::: Data extract :::
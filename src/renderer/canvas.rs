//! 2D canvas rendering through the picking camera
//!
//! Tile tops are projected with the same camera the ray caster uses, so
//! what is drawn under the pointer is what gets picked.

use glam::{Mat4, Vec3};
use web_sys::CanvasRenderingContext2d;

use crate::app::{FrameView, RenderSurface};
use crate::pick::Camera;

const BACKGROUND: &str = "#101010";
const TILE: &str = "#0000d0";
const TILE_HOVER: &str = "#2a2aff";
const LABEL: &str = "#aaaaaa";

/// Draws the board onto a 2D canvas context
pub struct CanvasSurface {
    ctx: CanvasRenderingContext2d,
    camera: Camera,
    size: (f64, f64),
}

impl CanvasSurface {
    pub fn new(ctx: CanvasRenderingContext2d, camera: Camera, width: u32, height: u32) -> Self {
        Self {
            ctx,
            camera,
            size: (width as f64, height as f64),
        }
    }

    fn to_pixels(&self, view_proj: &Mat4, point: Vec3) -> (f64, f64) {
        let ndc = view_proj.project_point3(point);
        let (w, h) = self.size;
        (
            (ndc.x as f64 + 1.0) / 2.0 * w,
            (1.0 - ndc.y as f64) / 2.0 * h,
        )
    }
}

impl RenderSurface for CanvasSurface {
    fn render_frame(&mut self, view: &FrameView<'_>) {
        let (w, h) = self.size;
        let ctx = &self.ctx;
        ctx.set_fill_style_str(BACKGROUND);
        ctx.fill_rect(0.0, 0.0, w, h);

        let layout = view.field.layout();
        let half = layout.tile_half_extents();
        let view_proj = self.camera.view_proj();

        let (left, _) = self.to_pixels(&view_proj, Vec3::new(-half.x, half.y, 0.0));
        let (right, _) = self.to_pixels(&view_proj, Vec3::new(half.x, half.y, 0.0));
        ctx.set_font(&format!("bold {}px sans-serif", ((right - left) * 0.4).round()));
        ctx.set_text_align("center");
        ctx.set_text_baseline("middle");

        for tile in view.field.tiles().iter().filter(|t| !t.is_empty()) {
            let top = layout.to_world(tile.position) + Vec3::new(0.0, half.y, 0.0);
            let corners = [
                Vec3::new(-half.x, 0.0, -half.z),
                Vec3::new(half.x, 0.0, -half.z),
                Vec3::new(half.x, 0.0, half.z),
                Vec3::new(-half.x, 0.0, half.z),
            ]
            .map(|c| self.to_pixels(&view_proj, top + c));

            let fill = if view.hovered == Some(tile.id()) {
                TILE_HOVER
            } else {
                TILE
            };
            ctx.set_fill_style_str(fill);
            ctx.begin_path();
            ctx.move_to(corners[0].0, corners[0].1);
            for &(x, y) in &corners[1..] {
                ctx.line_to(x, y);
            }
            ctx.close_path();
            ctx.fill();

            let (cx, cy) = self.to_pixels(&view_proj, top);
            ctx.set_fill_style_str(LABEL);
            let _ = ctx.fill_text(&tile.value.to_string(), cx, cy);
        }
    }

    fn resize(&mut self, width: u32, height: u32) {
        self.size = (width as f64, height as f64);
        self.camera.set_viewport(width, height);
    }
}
:::
Scan the listing above. Gather each line that contains the word "LABEL".

const LABEL: &str = "#aaaaaa";
            ctx.set_fill_style_str(LABEL);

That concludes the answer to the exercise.